Cooking for Geeks: Real Science, Great Hacks, and Good Food (43 page)

Read Cooking for Geeks: Real Science, Great Hacks, and Good Food Online

Authors: Jeff Potter

Tags: #COOKING / Methods / General

Martin Lersch on Chemistry in the Kitchen

PHOTO USED BY PERMISSION OF MARTIN LERSCH

Martin Lersch blogs about food and molecular gastronomy at
http://blog.khymos.org
,
which includes the excellent collection of recipes, “Texture: A hydrocolloid recipe collection,” which demonstrates many uses of food additives. (We’ll cover food additives and molecular gastronomy in
Chapter 6
.)

I see from your online bio that you have a PhD in organometallic chemistry. How did you get interested in chemistry in cooking?

My whole food interest is in no way related to my studies or my work, apart from chemistry. It was when I was a student at the University of Oslo, almost 10 years ago, that I found
On Food and Cooking
by Harold McGee in the faculty library. It was very interesting.
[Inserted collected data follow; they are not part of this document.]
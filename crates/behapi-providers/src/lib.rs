//! # Provider Implementations
//!
//! Concrete adapters behind the domain ports. None of them knows about the
//! service registry: the composition root in `behapi-infrastructure` builds
//! them and decides which ones are wired.
//!
//! | Module | Provides |
//! |--------|----------|
//! | [`http`] | reqwest client, client factory, request history |
//! | [`kv`] | Redis key-value client |
//! | [`templating`] | loader chain and Tera engine (`templating` feature) |
//! | [`debug`] | debug reporter |
//! | [`initializers`] | scenario context initializers |

pub mod debug;
pub mod http;
pub mod initializers;
pub mod kv;
pub mod templating;

pub use debug::{DebugFormat, DebugReporter};
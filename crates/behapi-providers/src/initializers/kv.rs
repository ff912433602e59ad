//! Key-value-aware initializer

use std::sync::Arc;

use behapi_domain::error::Result;
use behapi_domain::ports::{ContextInitializer, KeyValueClient};
use behapi_domain::value_objects::ScenarioContext;

/// Attaches the key-value client
pub struct KeyValueInitializer {
    client: Arc<dyn KeyValueClient>,
}

impl KeyValueInitializer {
    /// Create the initializer
    pub fn new(client: Arc<dyn KeyValueClient>) -> Self {
        Self { client }
    }
}

impl ContextInitializer for KeyValueInitializer {
    fn initialize_context(&self, context: &mut ScenarioContext) -> Result<()> {
        context.attach(self.client.clone());
        Ok(())
    }
}
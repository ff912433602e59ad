//! Templating engine
//!
//! The loader chain is always available; the Tera engine is only compiled
//! with the `templating` feature.

pub mod loader;
#[cfg(feature = "templating")]
pub mod tera;

pub use loader::{TemplateLoaderChain, TemplateSource};
#[cfg(feature = "templating")]
pub use self::tera::{TemplateOptions, TeraTemplateEngine};

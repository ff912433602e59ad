//! Per-scenario context
//!
//! The runner creates one context per scenario and hands it to every
//! initializer before the scenario's steps execute. Initializers attach the
//! collaborators they own; steps then fetch them by type.

use std::sync::Arc;

use super::type_map::TypeMap;

/// State object handed to the steps of one scenario
#[derive(Debug, Default)]
pub struct ScenarioContext {
    title: String,
    collaborators: TypeMap,
}

impl ScenarioContext {
    /// Create an empty context for the scenario called `title`
    pub fn new(title: impl Into<String>) -> Self {
        Self {
            title: title.into(),
            collaborators: TypeMap::new(),
        }
    }

    /// Scenario title
    pub fn title(&self) -> &str {
        &self.title
    }

    /// Attach a collaborator, replacing any previous one of the same type
    pub fn attach<T>(&mut self, collaborator: Arc<T>)
    where
        T: ?Sized + Send + Sync + 'static,
    {
        self.collaborators.insert(collaborator);
    }

    /// Fetch an attached collaborator
    pub fn get<T>(&self) -> Option<Arc<T>>
    where
        T: ?Sized + Send + Sync + 'static,
    {
        self.collaborators.get::<T>()
    }

    /// Whether a collaborator of type `T` was attached
    pub fn has<T>(&self) -> bool
    where
        T: ?Sized + 'static,
    {
        self.collaborators.contains::<T>()
    }
}
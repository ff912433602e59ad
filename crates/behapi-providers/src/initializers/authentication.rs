//! Authentication initializer

use std::sync::Arc;

use behapi_domain::error::Result;
use behapi_domain::ports::ContextInitializer;
use behapi_domain::value_objects::{AppCredentials, ScenarioContext};

/// Attaches the application credentials
pub struct AuthenticationInitializer {
    credentials: Arc<AppCredentials>,
}

impl AuthenticationInitializer {
    /// Create the initializer for the application `id` / `secret`
    pub fn new(id: impl Into<String>, secret: impl Into<String>) -> Self {
        Self {
            credentials: Arc::new(AppCredentials::new(id, secret)),
        }
    }
}

impl ContextInitializer for AuthenticationInitializer {
    fn initialize_context(&self, context: &mut ScenarioContext) -> Result<()> {
        context.attach(self.credentials.clone());
        Ok(())
    }
}
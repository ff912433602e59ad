//! Templating-aware initializer

use std::sync::Arc;

use behapi_domain::error::Result;
use behapi_domain::ports::{ContextInitializer, TemplateEngine};
use behapi_domain::value_objects::ScenarioContext;

/// Attaches the template engine
pub struct TemplatingInitializer {
    engine: Arc<dyn TemplateEngine>,
}

impl TemplatingInitializer {
    /// Create the initializer
    pub fn new(engine: Arc<dyn TemplateEngine>) -> Self {
        Self { engine }
    }
}

impl ContextInitializer for TemplatingInitializer {
    fn initialize_context(&self, context: &mut ScenarioContext) -> Result<()> {
        context.attach(self.engine.clone());
        Ok(())
    }
}
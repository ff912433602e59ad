//! Value objects

pub mod credentials;
pub mod environment;
pub mod http;
pub mod scenario_context;
pub mod type_map;

pub use credentials::AppCredentials;
pub use environment::Environment;
pub use http::{HttpExchange, HttpRequest, HttpResponse};
pub use scenario_context::ScenarioContext;
pub use type_map::TypeMap;
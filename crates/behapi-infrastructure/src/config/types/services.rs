//! Per-service configuration sections

use serde::{Deserialize, Serialize};

use crate::constants::*;

/// `[http]` section
#[derive(Debug, Clone, PartialEq, Eq, Serialize, Deserialize)]
#[serde(default)]
pub struct HttpConfig {
    /// Number of exchanges kept by the request history
    pub history_limit: usize,

    /// User agent override
    #[serde(skip_serializing_if = "Option::is_none")]
    pub user_agent: Option<String>,

    /// Request timeout in seconds
    pub timeout_secs: u64,
}

impl Default for HttpConfig {
    fn default() -> Self {
        Self {
            history_limit: DEFAULT_HISTORY_LIMIT,
            user_agent: None,
            timeout_secs: DEFAULT_HTTP_TIMEOUT_SECS,
        }
    }
}

/// `[kv]` section
#[derive(Debug, Clone, PartialEq, Eq, Serialize, Deserialize)]
#[serde(default)]
pub struct KvConfig {
    /// Connection URL of the key-value store
    pub url: String,
}

impl Default for KvConfig {
    fn default() -> Self {
        Self {
            url: DEFAULT_KV_URL.to_string(),
        }
    }
}
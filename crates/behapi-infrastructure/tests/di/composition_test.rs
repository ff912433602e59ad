//! End-to-end composition tests

use std::sync::Arc;

use behapi_domain::constants::*;
use behapi_domain::error::Error;
use behapi_domain::ports::{HttpClient, KeyValueClient, RequestSubscriber};
use behapi_domain::value_objects::{
    AppCredentials, HttpExchange, HttpRequest, HttpResponse, ScenarioContext,
};
use behapi_infrastructure::config::{ConfigurationSchema, RawBehapiConfig};
use behapi_infrastructure::di::{CapabilityFacts, ComposedServices, compose, compose_raw};
use behapi_providers::DebugReporter;
use behapi_providers::http::{HistoryRecorder, HttpClientFactory, ReqwestHttpClient};

fn raw() -> RawBehapiConfig {
    RawBehapiConfig::default()
        .with_base_url("http://api.test")
        .with_environment("test")
        .with_app("X", "Y")
}

fn without_templating() -> ComposedServices {
    compose_raw(raw(), &CapabilityFacts::none()).unwrap()
}

fn exchange(status: u16) -> HttpExchange {
    HttpExchange {
        request: HttpRequest::get("http://api.test/ping"),
        response: HttpResponse {
            status,
            headers: Vec::new(),
            body: String::new(),
        },
    }
}

#[test]
fn test_core_services_are_registered_without_templating() {
    let services = without_templating();
    let registry = services.registry();

    for id in [
        HTTP_CLIENT_SERVICE,
        HTTP_FACTORY_SERVICE,
        HTTP_HISTORY_SERVICE,
        KV_CLIENT_SERVICE,
        DEBUG_SERVICE,
        CLEANER_SERVICE,
    ] {
        assert!(registry.contains(id), "{id} should be registered");
    }
    assert!(!registry.contains(TEMPLATE_ENGINE_SERVICE));
    assert!(!registry.contains(TEMPLATE_LOADER_SERVICE));
    assert!(!services.wiring_plan().templating());
}

#[test]
fn test_initializer_chain_without_templating() {
    let services = without_templating();

    assert_eq!(
        services.initializer_ids(),
        [
            HTTP_INITIALIZER_SERVICE,
            KV_INITIALIZER_SERVICE,
            AUTHENTICATION_INITIALIZER_SERVICE,
        ]
    );
}

#[test]
fn test_composition_builds_nothing() {
    let services = without_templating();
    assert_eq!(services.registry().instantiated_count(), 0);
}

#[test]
fn test_services_are_shared() {
    let services = without_templating();

    let first = services.get(HTTP_CLIENT_SERVICE).unwrap();
    let second = services.get(HTTP_CLIENT_SERVICE).unwrap();
    assert!(first.ptr_eq(&second));

    let client = services.get_as::<dyn HttpClient>(HTTP_CLIENT_SERVICE).unwrap();
    assert_eq!(client.base_url(), "http://api.test");
    assert!(services.get_as::<ReqwestHttpClient>(HTTP_CLIENT_SERVICE).is_ok());
}

#[test]
fn test_client_is_built_through_the_factory_with_history() {
    let services = without_templating();

    let client = services
        .get_as::<ReqwestHttpClient>(HTTP_CLIENT_SERVICE)
        .unwrap();
    let factory = services
        .get_as::<HttpClientFactory>(HTTP_FACTORY_SERVICE)
        .unwrap();

    assert_eq!(factory.subscriber_count(), 1);
    assert_eq!(client.subscriber_count(), 1);
}

#[test]
fn test_history_limit_is_configured() {
    let mut raw = raw();
    raw.http.history_limit = 4;
    let services = compose_raw(raw, &CapabilityFacts::none()).unwrap();

    let history = services
        .get_as::<HistoryRecorder>(HTTP_HISTORY_SERVICE)
        .unwrap();
    assert_eq!(history.limit(), 4);
}

#[test]
fn test_huge_history_limit_is_accepted_and_usable() {
    let mut raw = raw();
    raw.http.history_limit = usize::MAX / 2;
    let services = compose_raw(raw, &CapabilityFacts::none()).unwrap();

    let history = services
        .get_as::<HistoryRecorder>(HTTP_HISTORY_SERVICE)
        .unwrap();
    history.record(exchange(200));
    assert_eq!(history.len(), 1);
}

#[test]
fn test_prepare_context_attaches_collaborators() {
    let services = without_templating();
    let mut context = ScenarioContext::new("users can sign in");

    services.prepare_context(&mut context).unwrap();

    let client = context.get::<dyn HttpClient>().unwrap();
    assert_eq!(client.base_url(), "http://api.test");
    assert!(context.has::<HistoryRecorder>());
    assert!(context.has::<dyn KeyValueClient>());
    assert_eq!(*context.get::<AppCredentials>().unwrap(), AppCredentials::new("X", "Y"));
}

#[test]
fn test_finish_scenario_resets_bags() {
    let services = without_templating();

    let history = services
        .get_as::<HistoryRecorder>(HTTP_HISTORY_SERVICE)
        .unwrap();
    history.record(exchange(200));
    let debug = services.get_as::<DebugReporter>(DEBUG_SERVICE).unwrap();
    debug.enable();

    let report = services.finish_scenario().unwrap();

    assert!(report.is_clean());
    assert_eq!(report.reset, vec![DEBUG_SERVICE, HTTP_HISTORY_SERVICE]);
    assert!(history.is_empty());
    assert!(!debug.is_enabled());
}

#[test]
fn test_history_sees_what_the_client_subscribers_see() {
    let services = without_templating();
    let subscriber = services
        .get_as::<dyn RequestSubscriber>(HTTP_HISTORY_SERVICE)
        .unwrap();
    let history = services
        .get_as::<HistoryRecorder>(HTTP_HISTORY_SERVICE)
        .unwrap();

    subscriber.on_exchange(&exchange(500));

    assert_eq!(history.last().unwrap().response.status, 500);
    assert!(Arc::ptr_eq(
        &services.get_as::<HistoryRecorder>(HTTP_HISTORY_SERVICE).unwrap(),
        &history
    ));
}

#[test]
fn test_unknown_service() {
    let services = without_templating();
    assert!(matches!(
        services.get("behapi.missing"),
        Err(Error::UnknownService { .. })
    ));
}

#[test]
fn test_invalid_configuration_composes_nothing() {
    let err = compose_raw(RawBehapiConfig::default(), &CapabilityFacts::detect()).unwrap_err();

    let fields: Vec<_> = err.violations().iter().map(|v| v.field.as_str()).collect();
    assert_eq!(fields, vec!["base_url", "app.id", "app.secret"]);
}

#[test]
fn test_invalid_kv_url_fails_on_first_use() {
    let mut raw = raw();
    raw.kv.url = "not a url".into();
    let services = compose_raw(raw, &CapabilityFacts::none()).unwrap();

    assert!(matches!(
        services.get(KV_CLIENT_SERVICE),
        Err(Error::KeyValue { .. })
    ));
    let mut context = ScenarioContext::new("kv down");
    assert!(services.prepare_context(&mut context).is_err());
}

#[cfg(feature = "templating")]
mod templating {
    use behapi_domain::ports::TemplateEngine;

    use super::*;

    #[test]
    fn test_templating_initializer_is_last() {
        let services = compose_raw(raw(), &CapabilityFacts::detect()).unwrap();

        assert!(services.wiring_plan().templating());
        assert_eq!(
            services.initializer_ids(),
            [
                HTTP_INITIALIZER_SERVICE,
                KV_INITIALIZER_SERVICE,
                AUTHENTICATION_INITIALIZER_SERVICE,
                TEMPLATE_INITIALIZER_SERVICE,
            ]
        );
        assert!(services.registry().contains(TEMPLATE_LOADER_SERVICE));
    }

    #[test]
    fn test_engine_debug_follows_environment() {
        let facts = CapabilityFacts::detect();

        let test = compose_raw(raw(), &facts).unwrap();
        let engine = test
            .get_as::<dyn TemplateEngine>(TEMPLATE_ENGINE_SERVICE)
            .unwrap();
        assert!(!engine.is_debug());

        let dev = compose(
            &ConfigurationSchema::validate(raw().with_environment("dev")).unwrap(),
            &facts,
        )
        .unwrap();
        let engine = dev
            .get_as::<dyn TemplateEngine>(TEMPLATE_ENGINE_SERVICE)
            .unwrap();
        assert!(engine.is_debug());
    }

    #[test]
    fn test_context_gets_the_engine() {
        let services = compose_raw(raw(), &CapabilityFacts::detect()).unwrap();
        let mut context = ScenarioContext::new("templated payload");

        services.prepare_context(&mut context).unwrap();

        let engine = context.get::<dyn TemplateEngine>().unwrap();
        assert_eq!(
            engine
                .render_str("{{ a }}", &serde_json::json!({ "a": 1 }))
                .unwrap(),
            "1"
        );
    }

    #[test]
    fn test_templating_can_be_switched_off() {
        let facts = CapabilityFacts::detect().with_templating(false);
        let services = compose_raw(raw(), &facts).unwrap();

        assert_eq!(services.initializer_ids().len(), 3);
        assert!(!services.registry().contains(TEMPLATE_ENGINE_SERVICE));
    }
}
So I started looking for more information, but at that time there wasn’t really very much out there. At university, they often have students visiting from high schools, so at one point I was given the opportunity to talk about everyday chemistry; I think the title was something like “Everyday Chemistry in the Kitchen.” Then I put up a web page, and when I finished my PhD many years later, the page had grown, so I figured I would continue. I moved everything to
http://khymos.org
and started blogging.

The whole time, it’s only been a hobby. I’ve always liked cooking. Every chemist should actually be a decent cook, because chemists, at least organic chemists, are very used to following recipes. It’s what they do every day at the lab. I often tease my colleagues, especially if they claim that they can’t bring a cake to the office for a meeting, I say, “Well, as a chemist, you should be able to follow a recipe!” As a chemist, I’ve always had, in a way, curiosity. I bring that curiosity back home into the kitchen and wonder, “Why does the recipe tell me to do this or that?” That’s really the case.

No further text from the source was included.